= Data provided =
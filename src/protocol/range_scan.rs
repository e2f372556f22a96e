//! Synthetic range scans from the sparse sensor ring
//!
//! The base carries six sensor pairs (one ultrasonic PING + one infrared each).
//! Each pair reports a single distance, which is painted into a 10-degree arc of
//! a 360-entry scan so obstacle-avoidance consumers can treat the ring like a
//! laser. Indices are integer degrees, 0 = front:
//!
//! ```text
//! pair  center   window (half-open)
//!   5    180     [175, 185)          rear
//!   4    304     [299, 309)
//!   3    332     [327, 337)
//!   2      0     [355, 360) + [0, 5) front center
//!   1     28     [23, 33)
//!   0     56     [51, 61)
//! ```
//!
//! The front sensors sit 11 cm apart on a base plate of radius 22.545 cm,
//! which puts them 28 degrees apart. Infrared readings are points but get the
//! same arc as the ultrasonic ones; every entry outside a window stays 0
//! ("no return").

use crate::core::types::SCAN_READINGS;

/// Number of sensor pairs on the ring
pub const SENSOR_PAIRS: usize = 6;

/// Offset between the modeled sensor origin and the real sensor (meters)
pub const SENSOR_OFFSET_M: f64 = 0.22545;

/// Angle between neighbouring front sensors (degrees)
pub const SENSOR_SEPARATION_DEG: usize = 28;

/// Width of the arc painted for each reading (degrees)
pub const SENSOR_SPREAD_DEG: usize = 10;

/// Center bearing of each pair, indexed by pair number
pub const PAIR_BEARINGS_DEG: [usize; SENSOR_PAIRS] = [
    2 * SENSOR_SEPARATION_DEG,
    SENSOR_SEPARATION_DEG,
    0,
    SCAN_READINGS - SENSOR_SEPARATION_DEG,
    SCAN_READINGS - 2 * SENSOR_SEPARATION_DEG,
    SCAN_READINGS / 2,
];

/// Paint order (rear first, then right to left across the front)
const PAINT_ORDER: [usize; SENSOR_PAIRS] = [5, 4, 3, 2, 1, 0];

/// One converted reading pair in meters
#[derive(Debug, Clone, Copy, PartialEq, Default)]
pub struct RangePair {
    pub ping: f32,
    pub infrared: f32,
}

impl RangePair {
    /// Convert raw centimeter readings to meters, adding the mount offset
    pub fn from_centimeters(ping_cm: i64, infrared_cm: i64) -> Self {
        Self {
            ping: centimeters_to_range(ping_cm),
            infrared: centimeters_to_range(infrared_cm),
        }
    }
}

/// Raw centimeters -> meters from the modeled sensor origin
pub fn centimeters_to_range(raw_cm: i64) -> f32 {
    (raw_cm as f64 / 100.0 + SENSOR_OFFSET_M) as f32
}

/// Scan indices covered by a sensor pair, wrapping at 360
pub fn sensor_window(pair: usize) -> impl Iterator<Item = usize> {
    let start = PAIR_BEARINGS_DEG[pair] + SCAN_READINGS - SENSOR_SPREAD_DEG / 2;
    (0..SENSOR_SPREAD_DEG).map(move |offset| (start + offset) % SCAN_READINGS)
}

/// Ultrasonic and infrared ranges synthesized from one sensor report
#[derive(Debug, Clone, PartialEq)]
pub struct SynthesizedRanges {
    pub ping: Vec<f32>,
    pub infrared: Vec<f32>,
}

/// Paint six sensor pairs into two 360-entry range arrays
pub fn synthesize(pairs: &[RangePair; SENSOR_PAIRS]) -> SynthesizedRanges {
    let mut ping = vec![0.0f32; SCAN_READINGS];
    let mut infrared = vec![0.0f32; SCAN_READINGS];

    for pair in PAINT_ORDER {
        for index in sensor_window(pair) {
            ping[index] = pairs[pair].ping;
            infrared[index] = pairs[pair].infrared;
        }
    }

    SynthesizedRanges { ping, infrared }
}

= Exercise brief =
Restate word for word the entries above from the line with "across the front)" through the line with "pub fn sensor_window(pair: usize)", inclusive, leaving out everything else.

= Result =
/// Paint order (rear first, then right to left across the front)
const PAINT_ORDER: [usize; SENSOR_PAIRS] = [5, 4, 3, 2, 1, 0];

/// One converted reading pair in meters
#[derive(Debug, Clone, Copy, PartialEq, Default)]
pub struct RangePair {
    pub ping: f32,
    pub infrared: f32,
}

impl RangePair {
    /// Convert raw centimeter readings to meters, adding the mount offset
    pub fn from_centimeters(ping_cm: i64, infrared_cm: i64) -> Self {
        Self {
            ping: centimeters_to_range(ping_cm),
            infrared: centimeters_to_range(infrared_cm),
        }
    }
}

/// Raw centimeters -> meters from the modeled sensor origin
pub fn centimeters_to_range(raw_cm: i64) -> f32 {
    (raw_cm as f64 / 100.0 + SENSOR_OFFSET_M) as f32
}

/// Scan indices covered by a sensor pair, wrapping at 360
pub fn sensor_window(pair: usize) -> impl Iterator<Item = usize> {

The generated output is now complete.